Videogames sempre fizeram parte do meu dia a dia. Assim como muitos da minha geração, o Atari foi a “porta de entrada” para o mundo dos computadores.
Para mim, videogames têm a característica de servirem como ponte para reforçar laços de amizade com quem, infelizmente, não tenho contato diário. Por motivos de distância ou estilos de vidas diferentes, acabo perdendo o contato com algumas pessoas, mas que logo é restabelecido durante a partida de algum game online – estilo Call of Duty.
Por isso, sempre acreditei na ideia de que os games têm o potencial de aproximar pessoas, contudo nunca cheguei ao idealismo da designer de games Jane McGonigal, que acredita terem os games um potencial bem maior – são uma arma secreta da humanidade para salvar o mundo.
No recém-lançado Reality is Broken (Editora Penguin Press/400 páginas), a pesquisadora do Institute for the Future defende que games são fonte de felicidade. Eles produzem uma sensação de conectividade, engajamento e inspiração que não encontramos no cotidiano, o que explica por que fazem tanto sucesso.
Os números ajudam a reforçar as teorias de McGonigal. Principal mercado de games do mundo, 69% das casas nos EUA possuem um videogame; em média, um estudante americano passa mais tempo jogando do que na escola; o último jogo da série Call of Duty foi um dos produtos de entretenimento mais lucrativos da história.
Além disso, pesquisas indicam que, daqui a alguns anos, não haverá mais a divisão entre jogadores e não-jogadores.

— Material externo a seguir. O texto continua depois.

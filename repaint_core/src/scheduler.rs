// Copyright 2026 the Repaint Authors
// SPDX-License-Identifier: Apache-2.0 OR MIT

//! Paint scheduling with a single flush in flight.
//!
//! The [`PaintScheduler`] turns damage calls into paint cycles. It owns the
//! surface, the client that renders into it, and one [`UpdateAggregator`].
//!
//! # State machine
//!
//! At any time the scheduler waits on at most one callback:
//!
//! | State          | on damage                 | on flush complete | on wake-up |
//! |----------------|---------------------------|-------------------|------------|
//! | idle           | schedule wake-up          | n/a               | n/a        |
//! | wake-up pending| coalesce                  | n/a               | paint      |
//! | flush pending  | coalesce                  | paint             | n/a        |
//!
//! A paint cycle takes the pending update, applies its scroll to the surface,
//! calls the client, and flushes if the client drew anything. A flush that
//! completes asynchronously parks the scheduler in *flush pending*; its
//! completion doubles as the next wake-up, so damage arriving meanwhile costs
//! no extra round-trip.
//!
//! # Surface generations
//!
//! Every [`resize`](PaintScheduler::resize) replaces the surface and bumps the
//! [`Generation`]. Wake-ups and flush completions issued for an older
//! generation are ignored when they arrive.

use alloc::boxed::Box;
use core::fmt;
use core::time::Duration;

use kurbo::{Rect, Size, Vec2};

use crate::aggregator::{AggregatorConfig, PaintUpdate, ScrollUpdate, UpdateAggregator};
use crate::backend::{FlushStatus, PaintClient, PresentationTarget, Surface, TaskHost};
use crate::error::ResizeError;
use crate::geometry::clip;
use crate::trace::{
    CallbackKind, DamageEvent, DamageKind, FlushCompleteEvent, FlushEvent, PaintBeginEvent,
    PaintEndEvent, ResizeEvent, StaleCallbackEvent, TraceSink, Tracer, WakeupEvent,
    WakeupScheduledEvent,
};
use crate::token::{FlushToken, Generation, WakeupToken};

/// What the client sees during a paint cycle.
///
/// Damage recorded through the context lands in the scheduler's aggregator
/// and is painted in a later cycle.
pub struct PaintContext<'a, S> {
    surface: &'a mut S,
    rects: &'a [Rect],
    bounds: Rect,
    scroll: Option<ScrollUpdate>,
    aggregator: &'a mut UpdateAggregator,
}

impl<S> fmt::Debug for PaintContext<'_, S> {
    fn fmt(&self, f: &mut fmt::Formatter<'_>) -> fmt::Result {
        f.debug_struct("PaintContext")
            .field("rects", &self.rects)
            .field("bounds", &self.bounds)
            .field("scroll", &self.scroll)
            .finish_non_exhaustive()
    }
}
//! Public timer API.

use std::sync::Arc;
use std::time::{Duration, Instant};

use crate::alarm::AlarmDriver;
use crate::context;
use crate::error::{TimerError, TimerResult};
use crate::registry::TimerHandle;
use crate::scheduler::{Scheduler, State};
use crate::timer::{TimerArgs, TimerInfo, TimerRecord};
use crate::trace::Note;

/// Cloneable handle to a running timer service.
///
/// Every operation is safe to call from any thread, including from inside
/// timer callbacks. Only [`stop_blocking`](Self::stop_blocking) is forbidden
/// in interrupt context.
#[derive(Clone)]
pub struct Timers {
    pub(crate) inner: Arc<Scheduler>,
}

impl Timers {
    pub(crate) fn new(inner: Arc<Scheduler>) -> Self {
        Self { inner }
    }

    /// Registers a new idle timer.
    pub fn create(&self, args: TimerArgs) -> TimerResult<TimerHandle> {
        let callback = args
            .callback
            .ok_or(TimerError::InvalidArgument("timer callback is required"))?;

        let mut state = self.inner.state.lock();
        if state.shutdown {
            return Err(TimerError::InvalidState("timer service is shut down"));
        }

        let name = args.name.unwrap_or_default();
        let record = TimerRecord::new(name, args.dispatch, args.skip_unhandled_events, callback);
        let handle = state.registry.insert(record)?;
        drop(state);

        log::debug!("{handle} created ({} dispatch)", args.dispatch);
        self.inner.trace.emit(Note::create(handle, args.dispatch));
        Ok(handle)
    }

    /// Deletes an idle timer.
    ///
    /// An active timer may only be deleted from inside its own callback; it
    /// is disarmed and its memory is released once the callback returns.
    pub fn delete(&self, handle: TimerHandle) -> TimerResult<()> {
        let own_callback = context::running_callback() == Some((self.inner.id, handle));

        let mut state = self.inner.state.lock();
        if state.live(handle)?.is_active() {
            if !own_callback {
                return Err(TimerError::InvalidState("timer is active; stop it first"));
            }
            self.inner.disarm(&mut state, handle);
            self.inner.reprogram_alarm(&mut state);
        }

        let record = state.live(handle)?;
        let released = if record.in_flight {
            record.delete_pending = true;
            None
        } else {
            state.registry.remove(handle)
        };
        self.inner.release(state);

        log::debug!("{handle} deleted");
        self.inner.trace.emit(Note::delete(handle));
        drop(released);
        Ok(())
    }

    /// Arms a one-shot timer to fire `timeout_us` from now.
    pub fn start_once(&self, handle: TimerHandle, timeout_us: u64) -> TimerResult<()> {
        self.start(handle, timeout_us, 0)
    }

    /// Arms a periodic timer. Deadlines advance by exactly `period_us` from
    /// the previous deadline, so the schedule never drifts.
    pub fn start_periodic(&self, handle: TimerHandle, period_us: u64) -> TimerResult<()> {
        if period_us == 0 {
            return Err(TimerError::InvalidArgument("period must be non-zero"));
        }
        self.start(handle, period_us, period_us)
    }

    fn start(&self, handle: TimerHandle, timeout_us: u64, period_us: u64) -> TimerResult<()> {
        let mut state = self.inner.state.lock();
        if state.live(handle)?.is_active() {
            return Err(TimerError::InvalidState("timer is already active"));
        }

        let deadline = self.inner.driver.get_time().saturating_add(timeout_us);
        self.inner.arm(&mut state, handle, deadline, period_us);
        self.inner.reprogram_alarm(&mut state);
        self.inner.release(state);
        Ok(())
    }

    /// Re-arms an active timer as if freshly started with `timeout_us`.
    ///
    /// A periodic timer stays periodic and adopts `timeout_us` as its period.
    pub fn restart(&self, handle: TimerHandle, timeout_us: u64) -> TimerResult<()> {
        let mut state = self.inner.state.lock();
        let record = state.live(handle)?;
        if !record.is_active() {
            return Err(TimerError::InvalidState("timer is not active"));
        }
        let periodic = record.period > 0;
        if periodic && timeout_us == 0 {
            return Err(TimerError::InvalidArgument("period must be non-zero"));
        }

        self.inner.disarm(&mut state, handle);
        let deadline = self.inner.driver.get_time().saturating_add(timeout_us);
        let period = if periodic { timeout_us } else { 0 };
        self.inner.arm(&mut state, handle, deadline, period);
        self.inner.reprogram_alarm(&mut state);
        self.inner.release(state);
        Ok(())
    }

    /// Disarms an active timer. A callback that is already running is not
    /// interrupted.
    pub fn stop(&self, handle: TimerHandle) -> TimerResult<()> {
        let mut state = self.inner.state.lock();
        if !state.live(handle)?.is_active() {
            self.inner.release(state);
            self.inner.trace.emit(Note::disarm_attempt(handle));
            return Err(TimerError::InvalidState("timer is not active"));
        }

        self.inner.disarm(&mut state, handle);
        self.inner.reprogram_alarm(&mut state);
        self.inner.release(state);
        Ok(())
    }

    /// Disarms the timer and waits up to `timeout` for a running callback to
    /// return.
    ///
    /// Called from the timer's own callback it returns right after disarming.
    /// Fails with `InvalidState` if the timer is neither armed nor running.
    ///
    /// # Panics
    ///
    /// Panics when called in interrupt context.
    pub fn stop_blocking(&self, handle: TimerHandle, timeout: Duration) -> TimerResult<()> {
        assert!(
            !context::in_isr(),
            "stop_blocking must not be called from interrupt context"
        );

        let mut state = self.inner.state.lock();
        let record = state.live(handle)?;
        let active = record.is_active();
        if !active && !record.in_flight {
            self.inner.release(state);
            self.inner.trace.emit(Note::disarm_attempt(handle));
            return Err(TimerError::InvalidState("timer is not running"));
        }
        if active {
            self.inner.disarm(&mut state, handle);
            self.inner.reprogram_alarm(&mut state);
        }
        self.inner.release(state);

        if context::running_callback() == Some((self.inner.id, handle)) {
            return Ok(());
        }

        let deadline = Instant::now() + timeout;
        let in_flight = |state: &State| {
            state.registry.get(handle).is_some_and(|record| record.in_flight)
        };
        let mut state = self.inner.state.lock();
        while in_flight(&*state) {
            if self.inner.callback_done.wait_until(&mut state, deadline).timed_out() && in_flight(&*state) {
                return Err(TimerError::Timeout);
            }
        }
        Ok(())
    }

    /// `false` for idle timers and stale handles.
    pub fn is_active(&self, handle: TimerHandle) -> bool {
        self.inner
            .state
            .lock()
            .live(handle)
            .is_ok_and(|record| record.is_active())
    }

    /// Period in microseconds; zero for one-shot timers.
    pub fn get_period(&self, handle: TimerHandle) -> TimerResult<u64> {
        Ok(self.inner.state.lock().live(handle)?.period)
    }

    /// Absolute deadline of an armed one-shot timer.
    pub fn get_expiry_time(&self, handle: TimerHandle) -> TimerResult<u64> {
        let mut state = self.inner.state.lock();
        let record = state.live(handle)?;
        if record.period > 0 {
            return Err(TimerError::NotSupported("expiry time of a periodic timer"));
        }
        if !record.is_active() {
            return Err(TimerError::InvalidState("timer is not active"));
        }
        Ok(record.deadline)
    }

    /// Earliest deadline over all armed timers.
    pub fn get_next_alarm(&self) -> Option<u64> {
        let state = self.inner.state.lock();
        self.inner.next_deadline(&state, false)
    }

    /// Earliest deadline over armed timers that may wake the system, i.e.
    /// those created without `skip_unhandled_events`.
    pub fn get_next_alarm_for_wake_up(&self) -> Option<u64> {
        let state = self.inner.state.lock();
        self.inner.next_deadline(&state, true)
    }

    /// Current time base value in microseconds.
    pub fn now(&self) -> u64 {
        self.inner.driver.get_time()
    }

    /// Moves the time base forward; armed timers fire against the new time.
    pub fn advance(&self, delta_us: u64) {
        self.inner.driver.advance(delta_us);
        log::debug!("time base advanced by {delta_us} us");
    }

    pub fn driver(&self) -> &dyn AlarmDriver {
        self.inner.driver.as_ref()
    }

    /// Queues `call` to run once on the task worker, after any timer callback
    /// currently executing there.
    pub fn pend_call<F>(&self, call: F) -> TimerResult<()>
    where
        F: FnOnce() + Send + 'static,
    {
        let mut state = self.inner.state.lock();
        if state.shutdown {
            return Err(TimerError::InvalidState("timer service is shut down"));
        }
        state.pended.push_back(Box::new(call));
        self.inner.task_wake.notify_one();
        Ok(())
    }

    /// Number of live timers.
    pub fn len(&self) -> usize {
        let state = self.inner.state.lock();
        state.registry.iter().filter(|(_, record)| !record.delete_pending).count()
    }

    pub fn is_empty(&self) -> bool {
        self.len() == 0
    }

    /// Every live timer: armed ones in firing order, then idle ones.
    pub fn snapshot(&self) -> Vec<TimerInfo> {
        let state = self.inner.state.lock();
        let mut infos = Vec::with_capacity(state.registry.len());
        log::trace!("snapshot: {} armed of {}", state.tracks.len(), state.registry.len());

        let armed = state
            .tracks
            .ordered()
            .into_iter()
            .filter_map(|(_, handle)| state.registry.get(handle).map(|record| record.info(handle)));
        let idle = state
            .registry
            .iter()
            .filter(|(_, record)| !record.is_active() && !record.delete_pending)
            .map(|(handle, record)| record.info(handle));
        infos.extend(armed.chain(idle));
        infos
    }

    /// Information about one timer.
    pub fn info(&self, handle: TimerHandle) -> TimerResult<TimerInfo> {
        let mut state = self.inner.state.lock();
        Ok(state.live(handle)?.info(handle))
    }
}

Ou seja, daqui a algum tempo, toda a população dos EUA jogará videogame quase diariamente.
O mercado de eletrônicos já responde a isso, os videosgames já são os grandes incentivadores da adoção de outras tecnologias – vide os games de última geração (Xbox 360 e PS3), que, em várias partes do mundo, ajudaram a alavancar a venda de TVs em alta definição (por exemplo, eu troquei a minha TV por causa da chegada do Playstation 3).
Para McGonigal, o crescente sucesso dos games mostra o quanto estamos atrás de emoções positivas e felicidade. Contudo, não é qualquer tipo de felicidade.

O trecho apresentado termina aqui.